Task to carry out >> How many lines in these records include the string "feature"? Reply with that number alone.

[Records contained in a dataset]
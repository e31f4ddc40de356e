//! Export module for calibration results.

use glam::DMat4;
use serde::{Deserialize, Serialize};
use std::path::Path;

use crate::calibration::{CalibrationEngine, ProjectorParams};
use crate::error::Result;

/// Everything a renderer or another tool needs from a solved projector.
/// Matrices are flattened row-major.
#[derive(Debug, Clone, PartialEq, Serialize, Deserialize)]
#[serde(rename = "calibration")]
pub struct CalibrationReport {
    pub width: u32,
    pub height: u32,
    pub point_count: usize,
    pub camera_matrix: Vec<f64>,
    pub distortion: Vec<f64>,
    pub rotation_vector: Vec<f64>,
    pub translation: Vec<f64>,
    pub params: ProjectorParams,
    pub view: Vec<f64>,
    pub projection: Vec<f64>,
    pub rms_error: f64,
}

impl CalibrationReport {
    /// Snapshot a calibrated engine. Fails when no solve has succeeded.
    pub fn from_engine(engine: &CalibrationEngine) -> Result<Self> {
        let model = engine.model()?;
        let (width, height) = engine.resolution();
        let projector = engine.projector();

        Ok(Self {
            width,
            height,
            point_count: engine.correspondences().len(),
            camera_matrix: model.camera.to_rows().iter().flatten().copied().collect(),
            distortion: model.distortion.to_vec(),
            rotation_vector: model.pose.rotation_vector().to_array().to_vec(),
            translation: model.pose.translation.to_array().to_vec(),
            params: *engine.params(),
            view: row_major(&projector.view),
            projection: row_major(&projector.projection),
            rms_error: model.rms_error,
        })
    }
}

fn row_major(m: &DMat4) -> Vec<f64> {
    m.transpose().to_cols_array().to_vec()
}

/// Export calibration data to various formats.
pub struct CalibrationExporter;

impl CalibrationExporter {
    pub fn export_xml(report: &CalibrationReport, path: &Path) -> Result<()> {
        let xml = quick_xml::se::to_string(report)?;
        std::fs::write(path, xml)?;
        log::info!("Exported calibration to {}", path.display());
        Ok(())
    }

    pub fn export_json(report: &CalibrationReport, path: &Path) -> Result<()> {
        let json = serde_json::to_string_pretty(report)?;
        std::fs::write(path, json)?;
        log::info!("Exported calibration to {}", path.display());
        Ok(())
    }

    /// Pick the format from the extension: `.json` or XML.
    pub fn export(report: &CalibrationReport, path: &Path) -> Result<()> {
        if path.extension().map(|e| e == "json").unwrap_or(false) {
            Self::export_json(report, path)
        } else {
            Self::export_xml(report, path)
        }
    }
}

/// Load a previously exported report.
pub fn load_report(path: &Path) -> Result<CalibrationReport> {
    let contents = std::fs::read_to_string(path)?;

    if path.extension().map(|e| e == "json").unwrap_or(false) {
        Ok(serde_json::from_str(&contents)?)
    } else {
        Ok(quick_xml::de::from_str(&contents)?)
    }
}

#[cfg(test)]
mod tests {
    use super::*;
    use crate::calibration::{CameraMatrix, CorrespondenceSet};
    use crate::error::TouchError;
    use glam::{DQuat, DVec3};

    fn calibrated_engine() -> CalibrationEngine {
        let camera = CameraMatrix::new(1300.0, 1300.0, 512.0, 600.0);
        let rotation = glam::DMat3::from_quat(DQuat::from_rotation_x(0.2));
        let pose = crate::calibration::Pose::new(rotation, DVec3::new(0.0, 50.0, 1100.0));

        let mut set = CorrespondenceSet::new();
        for (x, y) in [(-200.0, -150.0), (200.0, -150.0), (200.0, 150.0), (-200.0, 150.0), (0.0, 0.0)] {
            let world = DVec3::new(x, y, 0.0);
            set.push(camera.project(&pose, world), world);
        }

        let mut engine = CalibrationEngine::new(1024, 768);
        engine.set_correspondences(set);
        engine.correct_camera_pnp(&camera).unwrap();
        engine
    }

    #[test]
    fn test_report_requires_calibration() {
        let engine = CalibrationEngine::new(1024, 768);
        assert!(matches!(CalibrationReport::from_engine(&engine), Err(TouchError::Uncalibrated)));
    }

    #[test]
    fn test_report_contents() {
        let engine = calibrated_engine();
        let report = CalibrationReport::from_engine(&engine).unwrap();

        assert_eq!(report.point_count, 5);
        assert_eq!(report.camera_matrix.len(), 9);
        assert_eq!(report.camera_matrix[0], 1300.0);
        assert_eq!(report.camera_matrix[8], 1.0);
        assert_eq!(report.distortion, vec![0.0; 5]);
        assert_eq!(report.view.len(), 16);
        // Row-major view: translation in the last column.
        assert!((report.view[11] - 1100.0).abs() < 1e-3);
        assert!(report.rms_error < 1e-6);
    }

    #[test]
    fn test_export_json_roundtrip() {
        let report = CalibrationReport::from_engine(&calibrated_engine()).unwrap();
        let path = std::env::temp_dir().join(format!("surface-touch-report-{}.json", std::process::id()));

        CalibrationExporter::export(&report, &path).unwrap();
        let loaded = load_report(&path).unwrap();
        std::fs::remove_file(&path).ok();

        assert_eq!(loaded.point_count, report.point_count);
        assert_eq!(loaded.camera_matrix, report.camera_matrix);
        for (a, b) in loaded.view.iter().zip(&report.view) {
            assert!((a - b).abs() <= 1e-9 * b.abs().max(1.0));
        }
        assert!((loaded.params.throw_ratio_y - report.params.throw_ratio_y).abs() < 1e-12);
    }

    #[test]
    fn test_export_xml() {
        let report = CalibrationReport::from_engine(&calibrated_engine()).unwrap();
        let xml = quick_xml::se::to_string(&report).unwrap();
        assert!(xml.starts_with("<calibration>"));
        assert!(xml.contains("<throw_ratio_x>"));
    }
}
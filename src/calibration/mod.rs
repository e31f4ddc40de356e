//! Projector calibration from display/world point correspondences.

mod capture;
mod correspondence;
mod engine;
mod model;
#[cfg(feature = "opencv")]
mod opencv_solver;
#[cfg_attr(feature = "opencv", allow(dead_code))]
mod solver;

#[cfg(not(feature = "opencv"))]
use self::solver as backend;
#[cfg(feature = "opencv")]
use self::opencv_solver as backend;

/// Fewest usable correspondences a solve accepts.
pub const MIN_CORRESPONDENCES: usize = 4;

pub use capture::{CaptureProgress, CorrespondenceCapture};
pub use correspondence::{
    format_image_points, format_world_points, load_correspondence_files, load_finger_points,
    parse_finger_points, parse_image_points, parse_world_points, save_correspondence_files,
    CorrespondenceSet,
};
pub use engine::{CalibrationEngine, ProjectorParams, ReprojectionReport, DEFAULT_LENS_OFFSET, EULER_ORDER};
pub use model::{
    rms_reprojection_error, CalibrationModel, CameraMatrix, Pose, Rotation, SolveOutput,
    DEFAULT_PRINCIPAL_Y, DEFAULT_THROW_RATIO,
};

Answer for the task >> 4